[Description of the task] When a line in the records contains the string "display", copy that line.

Dataset entries
========================

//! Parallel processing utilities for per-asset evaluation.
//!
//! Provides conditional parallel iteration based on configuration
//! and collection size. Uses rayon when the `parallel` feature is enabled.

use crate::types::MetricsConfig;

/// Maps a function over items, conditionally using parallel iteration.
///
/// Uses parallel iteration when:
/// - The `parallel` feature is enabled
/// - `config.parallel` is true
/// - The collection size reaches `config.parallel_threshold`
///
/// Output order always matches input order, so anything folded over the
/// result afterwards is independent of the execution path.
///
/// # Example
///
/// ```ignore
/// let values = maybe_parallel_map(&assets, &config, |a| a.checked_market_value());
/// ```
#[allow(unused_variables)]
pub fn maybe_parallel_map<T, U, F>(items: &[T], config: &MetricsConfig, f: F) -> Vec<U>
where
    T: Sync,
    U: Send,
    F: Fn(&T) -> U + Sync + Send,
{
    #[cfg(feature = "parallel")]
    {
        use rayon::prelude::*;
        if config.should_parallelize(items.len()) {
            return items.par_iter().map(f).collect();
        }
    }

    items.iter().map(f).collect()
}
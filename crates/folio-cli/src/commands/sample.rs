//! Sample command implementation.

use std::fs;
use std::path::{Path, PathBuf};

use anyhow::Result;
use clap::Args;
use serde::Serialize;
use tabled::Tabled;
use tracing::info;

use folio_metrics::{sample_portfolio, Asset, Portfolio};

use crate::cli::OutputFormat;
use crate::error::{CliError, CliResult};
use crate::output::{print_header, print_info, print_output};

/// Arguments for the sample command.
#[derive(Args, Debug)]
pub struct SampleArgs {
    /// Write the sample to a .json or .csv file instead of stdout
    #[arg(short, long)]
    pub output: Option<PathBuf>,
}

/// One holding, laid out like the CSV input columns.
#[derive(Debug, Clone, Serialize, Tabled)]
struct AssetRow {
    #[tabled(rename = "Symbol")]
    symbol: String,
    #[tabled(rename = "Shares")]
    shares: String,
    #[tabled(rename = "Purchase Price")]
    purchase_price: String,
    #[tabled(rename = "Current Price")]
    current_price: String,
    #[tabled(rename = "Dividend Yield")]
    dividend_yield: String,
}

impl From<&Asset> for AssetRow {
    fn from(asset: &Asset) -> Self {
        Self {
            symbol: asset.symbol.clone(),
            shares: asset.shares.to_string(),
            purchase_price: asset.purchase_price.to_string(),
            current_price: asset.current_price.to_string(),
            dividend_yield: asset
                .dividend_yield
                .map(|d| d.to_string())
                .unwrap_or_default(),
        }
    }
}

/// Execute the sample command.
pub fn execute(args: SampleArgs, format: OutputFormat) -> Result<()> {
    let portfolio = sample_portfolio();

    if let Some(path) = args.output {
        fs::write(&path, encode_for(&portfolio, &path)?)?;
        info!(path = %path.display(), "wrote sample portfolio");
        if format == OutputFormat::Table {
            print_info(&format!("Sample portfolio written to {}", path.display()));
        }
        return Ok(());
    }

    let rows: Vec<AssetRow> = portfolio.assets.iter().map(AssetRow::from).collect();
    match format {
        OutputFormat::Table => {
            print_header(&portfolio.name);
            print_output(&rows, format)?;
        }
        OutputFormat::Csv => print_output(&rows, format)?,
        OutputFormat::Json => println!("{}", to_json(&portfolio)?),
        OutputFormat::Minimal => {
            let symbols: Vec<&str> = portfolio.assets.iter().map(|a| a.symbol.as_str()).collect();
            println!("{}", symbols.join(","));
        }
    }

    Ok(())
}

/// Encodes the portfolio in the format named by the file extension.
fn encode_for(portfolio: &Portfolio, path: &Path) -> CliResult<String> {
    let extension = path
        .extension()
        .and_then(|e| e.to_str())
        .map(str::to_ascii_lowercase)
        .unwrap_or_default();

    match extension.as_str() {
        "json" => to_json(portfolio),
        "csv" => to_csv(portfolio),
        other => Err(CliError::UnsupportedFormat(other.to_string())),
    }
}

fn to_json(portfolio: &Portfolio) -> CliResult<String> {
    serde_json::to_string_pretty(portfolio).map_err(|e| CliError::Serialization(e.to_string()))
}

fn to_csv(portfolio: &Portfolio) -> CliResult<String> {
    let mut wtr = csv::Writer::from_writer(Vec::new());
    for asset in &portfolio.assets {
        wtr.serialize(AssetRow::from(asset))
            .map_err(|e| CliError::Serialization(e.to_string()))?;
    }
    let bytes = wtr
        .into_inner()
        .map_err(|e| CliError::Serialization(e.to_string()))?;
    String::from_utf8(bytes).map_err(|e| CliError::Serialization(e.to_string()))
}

========================

[The completed task]
        info!(path = %path.display(), "wrote sample portfolio");
            print_info(&format!("Sample portfolio written to {}", path.display()));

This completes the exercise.